### About this exercise
Could you write out every entry exactly as it stands?

#### Supplied records ####

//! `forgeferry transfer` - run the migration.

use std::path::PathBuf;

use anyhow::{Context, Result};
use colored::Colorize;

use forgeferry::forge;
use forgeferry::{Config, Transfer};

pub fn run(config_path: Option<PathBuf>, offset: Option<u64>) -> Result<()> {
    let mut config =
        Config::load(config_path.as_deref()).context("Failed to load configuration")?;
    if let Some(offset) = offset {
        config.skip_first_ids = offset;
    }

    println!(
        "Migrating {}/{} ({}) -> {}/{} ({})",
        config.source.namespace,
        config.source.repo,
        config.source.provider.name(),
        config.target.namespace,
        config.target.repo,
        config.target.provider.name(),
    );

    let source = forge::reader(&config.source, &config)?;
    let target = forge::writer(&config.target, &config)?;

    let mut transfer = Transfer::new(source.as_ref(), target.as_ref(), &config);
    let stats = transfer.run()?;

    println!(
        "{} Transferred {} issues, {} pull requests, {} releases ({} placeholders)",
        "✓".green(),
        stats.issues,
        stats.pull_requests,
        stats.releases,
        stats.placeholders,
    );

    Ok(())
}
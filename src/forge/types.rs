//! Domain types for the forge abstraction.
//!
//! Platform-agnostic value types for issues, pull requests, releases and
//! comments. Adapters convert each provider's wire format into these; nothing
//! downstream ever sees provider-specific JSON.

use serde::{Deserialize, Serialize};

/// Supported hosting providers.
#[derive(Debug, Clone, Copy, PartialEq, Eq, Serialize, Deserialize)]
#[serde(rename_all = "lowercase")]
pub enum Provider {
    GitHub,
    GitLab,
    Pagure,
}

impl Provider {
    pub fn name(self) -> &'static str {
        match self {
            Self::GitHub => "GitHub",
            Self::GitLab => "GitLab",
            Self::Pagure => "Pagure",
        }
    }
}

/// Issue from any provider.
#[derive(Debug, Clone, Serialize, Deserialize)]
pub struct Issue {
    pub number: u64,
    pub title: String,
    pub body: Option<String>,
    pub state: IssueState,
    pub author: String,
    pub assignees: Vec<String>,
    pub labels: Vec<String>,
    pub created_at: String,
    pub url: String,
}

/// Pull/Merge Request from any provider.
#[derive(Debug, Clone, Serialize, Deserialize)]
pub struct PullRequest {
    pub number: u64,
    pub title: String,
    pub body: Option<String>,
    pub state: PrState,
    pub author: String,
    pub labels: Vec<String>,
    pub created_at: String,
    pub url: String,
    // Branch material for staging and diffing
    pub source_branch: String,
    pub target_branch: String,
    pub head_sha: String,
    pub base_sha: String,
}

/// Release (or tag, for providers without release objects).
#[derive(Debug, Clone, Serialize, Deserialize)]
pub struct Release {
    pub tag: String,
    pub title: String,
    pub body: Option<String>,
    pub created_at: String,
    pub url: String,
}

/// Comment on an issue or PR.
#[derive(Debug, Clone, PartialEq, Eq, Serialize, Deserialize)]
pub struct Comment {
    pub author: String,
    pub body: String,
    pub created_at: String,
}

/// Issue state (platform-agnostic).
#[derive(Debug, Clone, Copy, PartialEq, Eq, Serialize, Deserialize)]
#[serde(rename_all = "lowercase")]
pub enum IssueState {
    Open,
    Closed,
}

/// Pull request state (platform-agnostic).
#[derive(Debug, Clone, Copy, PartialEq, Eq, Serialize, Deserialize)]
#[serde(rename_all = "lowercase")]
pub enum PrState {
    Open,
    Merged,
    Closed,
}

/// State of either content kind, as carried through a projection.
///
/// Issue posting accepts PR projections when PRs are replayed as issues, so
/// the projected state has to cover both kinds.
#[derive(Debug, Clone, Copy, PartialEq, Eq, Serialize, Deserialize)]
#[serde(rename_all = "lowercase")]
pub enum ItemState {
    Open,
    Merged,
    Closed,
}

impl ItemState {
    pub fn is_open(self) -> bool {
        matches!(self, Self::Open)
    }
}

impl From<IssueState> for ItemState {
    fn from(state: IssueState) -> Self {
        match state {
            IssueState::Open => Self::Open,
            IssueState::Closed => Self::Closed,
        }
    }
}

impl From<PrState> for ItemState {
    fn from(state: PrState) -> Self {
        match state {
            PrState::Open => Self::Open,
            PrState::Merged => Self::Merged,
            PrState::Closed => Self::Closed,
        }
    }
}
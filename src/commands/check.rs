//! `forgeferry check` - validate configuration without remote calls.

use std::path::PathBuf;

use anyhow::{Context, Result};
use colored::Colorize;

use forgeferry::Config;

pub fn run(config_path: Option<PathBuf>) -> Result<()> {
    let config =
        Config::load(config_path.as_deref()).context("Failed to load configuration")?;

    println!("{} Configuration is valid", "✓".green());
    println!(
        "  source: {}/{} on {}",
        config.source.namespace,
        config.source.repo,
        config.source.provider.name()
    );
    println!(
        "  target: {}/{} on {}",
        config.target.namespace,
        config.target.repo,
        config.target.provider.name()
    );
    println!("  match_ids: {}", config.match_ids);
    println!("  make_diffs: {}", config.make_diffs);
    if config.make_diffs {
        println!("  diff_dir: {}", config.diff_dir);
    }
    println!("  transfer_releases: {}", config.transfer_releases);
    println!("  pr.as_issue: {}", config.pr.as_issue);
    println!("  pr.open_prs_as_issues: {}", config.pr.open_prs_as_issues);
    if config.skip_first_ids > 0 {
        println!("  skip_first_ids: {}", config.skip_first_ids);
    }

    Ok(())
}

####

### Worked solution
//! `forgeferry transfer` - run the migration.

use std::path::PathBuf;

use anyhow::{Context, Result};
use colored::Colorize;

use forgeferry::forge;
use forgeferry::{Config, Transfer};

pub fn run(config_path: Option<PathBuf>, offset: Option<u64>) -> Result<()> {
    let mut config =
        Config::load(config_path.as_deref()).context("Failed to load configuration")?;
    if let Some(offset) = offset {
        config.skip_first_ids = offset;
    }

    println!(
        "Migrating {}/{} ({}) -> {}/{} ({})",
        config.source.namespace,
        config.source.repo,
        config.source.provider.name(),
        config.target.namespace,
        config.target.repo,
        config.target.provider.name(),
    );

    let source = forge::reader(&config.source, &config)?;
    let target = forge::writer(&config.target, &config)?;

    let mut transfer = Transfer::new(source.as_ref(), target.as_ref(), &config);
    let stats = transfer.run()?;

    println!(
        "{} Transferred {} issues, {} pull requests, {} releases ({} placeholders)",
        "✓".green(),
        stats.issues,
        stats.pull_requests,
        stats.releases,
        stats.placeholders,
    );

    Ok(())
}
filename src/forge/types.rs
//! Domain types for the forge abstraction.
//!
//! Platform-agnostic value types for issues, pull requests, releases and
//! comments. Adapters convert each provider's wire format into these; nothing
//! downstream ever sees provider-specific JSON.

use serde::{Deserialize, Serialize};

/// Supported hosting providers.
#[derive(Debug, Clone, Copy, PartialEq, Eq, Serialize, Deserialize)]
#[serde(rename_all = "lowercase")]
pub enum Provider {
    GitHub,
    GitLab,
    Pagure,
}

impl Provider {
    pub fn name(self) -> &'static str {
        match self {
            Self::GitHub => "GitHub",
            Self::GitLab => "GitLab",
            Self::Pagure => "Pagure",
        }
    }
}

/// Issue from any provider.
#[derive(Debug, Clone, Serialize, Deserialize)]
pub struct Issue {
    pub number: u64,
    pub title: String,
    pub body: Option<String>,
    pub state: IssueState,
    pub author: String,
    pub assignees: Vec<String>,
    pub labels: Vec<String>,
    pub created_at: String,
    pub url: String,
}

/// Pull/Merge Request from any provider.
#[derive(Debug, Clone, Serialize, Deserialize)]
pub struct PullRequest {
    pub number: u64,
    pub title: String,
    pub body: Option<String>,
    pub state: PrState,
    pub author: String,
    pub labels: Vec<String>,
    pub created_at: String,
    pub url: String,
    // Branch material for staging and diffing
    pub source_branch: String,
    pub target_branch: String,
    pub head_sha: String,
    pub base_sha: String,
}

/// Release (or tag, for providers without release objects).
#[derive(Debug, Clone, Serialize, Deserialize)]
pub struct Release {
    pub tag: String,
    pub title: String,
    pub body: Option<String>,
    pub created_at: String,
    pub url: String,
}

/// Comment on an issue or PR.
#[derive(Debug, Clone, PartialEq, Eq, Serialize, Deserialize)]
pub struct Comment {
    pub author: String,
    pub body: String,
    pub created_at: String,
}

/// Issue state (platform-agnostic).
#[derive(Debug, Clone, Copy, PartialEq, Eq, Serialize, Deserialize)]
#[serde(rename_all = "lowercase")]
pub enum IssueState {
    Open,
    Closed,
}

/// Pull request state (platform-agnostic).
#[derive(Debug, Clone, Copy, PartialEq, Eq, Serialize, Deserialize)]
#[serde(rename_all = "lowercase")]
pub enum PrState {
    Open,
    Merged,
    Closed,
}

/// State of either content kind, as carried through a projection.
///
/// Issue posting accepts PR projections when PRs are replayed as issues, so
/// the projected state has to cover both kinds.
#[derive(Debug, Clone, Copy, PartialEq, Eq, Serialize, Deserialize)]
#[serde(rename_all = "lowercase")]
pub enum ItemState {
    Open,
    Merged,
    Closed,
}

impl ItemState {
    pub fn is_open(self) -> bool {
        matches!(self, Self::Open)
    }
}

impl From<IssueState> for ItemState {
    fn from(state: IssueState) -> Self {
        match state {
            IssueState::Open => Self::Open,
            IssueState::Closed => Self::Closed,
        }
    }
}

impl From<PrState> for ItemState {
    fn from(state: PrState) -> Self {
        match state {
            PrState::Open => Self::Open,
            PrState::Merged => Self::Merged,
            PrState::Closed => Self::Closed,
        }
    }
}
filename src/commands/check.rs
//! `forgeferry check` - validate configuration without remote calls.

use std::path::PathBuf;

use anyhow::{Context, Result};
use colored::Colorize;

use forgeferry::Config;

pub fn run(config_path: Option<PathBuf>) -> Result<()> {
    let config =
        Config::load(config_path.as_deref()).context("Failed to load configuration")?;

    println!("{} Configuration is valid", "✓".green());
    println!(
        "  source: {}/{} on {}",
        config.source.namespace,
        config.source.repo,
        config.source.provider.name()
    );
    println!(
        "  target: {}/{} on {}",
        config.target.namespace,
        config.target.repo,
        config.target.provider.name()
    );
    println!("  match_ids: {}", config.match_ids);
    println!("  make_diffs: {}", config.make_diffs);
    if config.make_diffs {
        println!("  diff_dir: {}", config.diff_dir);
    }
    println!("  transfer_releases: {}", config.transfer_releases);
    println!("  pr.as_issue: {}", config.pr.as_issue);
    println!("  pr.open_prs_as_issues: {}", config.pr.open_prs_as_issues);
    if config.skip_first_ids > 0 {
        println!("  skip_first_ids: {}", config.skip_first_ids);
    }

    Ok(())
}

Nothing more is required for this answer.